• [Stored data entries]
★ ★ ★

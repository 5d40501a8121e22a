use serde::{Deserialize, Serialize};

use crate::model::common::Voter;

/// A row of the `users` collection.
#[derive(Debug, Clone, PartialEq, Eq, Serialize, Deserialize)]
pub struct VoterDoc {
    #[serde(rename = "_id")]
    pub id: String,
    pub name: String,
    pub email: String,
    /// The public login identifier.
    pub voter_id: String,
    pub has_voted: bool,
}

impl From<VoterDoc> for Voter {
    fn from(doc: VoterDoc) -> Self {
        Self {
            id: doc.id.into(),
            name: doc.name,
            email: doc.email,
            login_id: doc.voter_id,
            has_voted: doc.has_voted,
        }
    }
}

impl From<Voter> for VoterDoc {
    fn from(voter: Voter) -> Self {
        Self {
            id: voter.id.into(),
            name: voter.name,
            email: voter.email,
            voter_id: voter.login_id,
            has_voted: voter.has_voted,
        }
    }
}
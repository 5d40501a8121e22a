//! The voting workflow and results aggregation, written against the store
//! traits only.

pub mod results;
pub mod voting;

pub use results::{CandidateCount, ResultEntry, ResultsAggregator, ResultsSummary};
pub use voting::VotingService;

★ ★ ★

• [To do]
A line counts if it holds the word "VoterDoc". How many lines of the entries count? Give the number only.

• [Written solution]
4